Section 12 of the statute now under consideration is not in terms permissive. It is penal. Its effect is to render liable to criminal prosecution with severe fine every publisher of a newspaper refusing to print as therein required. It imposes a strong coercion. As a practical matter it cannot be resisted by a law abiding publisher. It is in substance a mandate from the Commonwealth. If valid, it must be obeyed by all coming within its sweep.

This mandate of the sovereign is that the publisher of a newspaper must print the “ findings, decrees or notices ” of the minimum wage commission. The meaning and scope of these words must be ascertained from other parts of the chapter. In § 4 occur the words decree of its findings ” as descriptive of the decision of the commission concerning minimum wages which ought to be paid under the act and of its ascertainment of facts as to acceptance of its recommendations by employers and as to the names of employers following or refusing to follow such recommendation. Decrees ” is found in § 14. In this context that word signifies nothing more than recommendation, suggestion, determination or finding of fact. Findings ” means ascertainment of facts, the reasons therefor and expressions of opinion on the subject of minimum wages and matters germane, ancillary and subsidiary thereto. In §§ 2, 4 and 14 is the word notices,” indicating notifications to parties interested, either employers or employees, of proposed hearings or of decisions reached.

The effect of the statute is to compel the publisher of any newspaper, selected by the public board established by the statute, to print the matter offered by that board in accordance with the statute at the rate specified in the statute.

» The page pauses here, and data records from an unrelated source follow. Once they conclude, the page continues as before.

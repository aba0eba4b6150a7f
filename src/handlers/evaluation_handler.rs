use actix_web::{post, web, HttpRequest, HttpResponse};

use crate::{
    app_state::AppState, errors::AppError, middleware::get_request_id,
    models::dto::request::EvaluateAnswersRequest,
};

#[post("/evaluate-answers")]
pub async fn evaluate_answers(
    req: HttpRequest,
    state: web::Data<AppState>,
    request: web::Json<EvaluateAnswersRequest>,
) -> Result<HttpResponse, AppError> {
    let request = request.into_inner();
    log::info!(
        "[{}] Evaluating {} answers",
        get_request_id(&req).unwrap_or_default(),
        request.answers.len()
    );

    let result = state
        .evaluation_service
        .evaluate_batch(
            &request.questions,
            &request.answers,
            request.topic.as_deref(),
            request.difficulty.as_deref(),
        )
        .await?;
    Ok(HttpResponse::Ok().json(result))
}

The publisher has no option. He must print. He cannot negotiate as to the rate he will charge. His regular rate to the general public for space fixes the price to be paid to him. He can receive no more. The contract to publish at that price is imposed upon him as an absolute obligation by the [482]*482simple request of the public board. He may be the only owner of a newspaper so requested. He may not want to print the designated matter at the rates commonly charged for space. It may not be for his business advantage so to print it. He may not want to print it at any price. His preferences, desires or financial advantage or detriment are entitled to no consideration under the statute. This class of advertising may be peculiarly onerous. It may be especially disagreeable from a business standpoint. Its fair market value, regarded as space occupied, may be much greater than the price commonly charged for business advertisements of the usual character. Conditions can readily be conceived where these factors would exist. No one of them or others of kindred nature can be weighed under the terms of the statute. The proprietor of the newspaper selected by the public board must publish at the stated price, no matter how great may be the practical loss to him.

The protection afforded to the publisher by § 13 against liability for libelous publications made pursuant to the mandate of § 12 is of uncertain nature. The constitutional power of the Legislature to deprive one altogether of 'his right of action against the publisher of a libel may well be open to doubt. The right of speedy remedy for injuries or wrongs to character is established and preserved on the same footing as injuries or wrongs to person and property by art. 11 of the Declaration of Rights. Ellis v. Brockton Publishing Co. 198 Mass. 538, 543. Park v. Detroit Free Press Co. 72 Mich. 560, 564, 567. Hanson v. Krehbiel, 68 Kans. 670. Post Publishing Co. v. Butler, 71 C. C. A. 309. Compare Allen v. Pioneer-Press Co. 40 Minn. 117.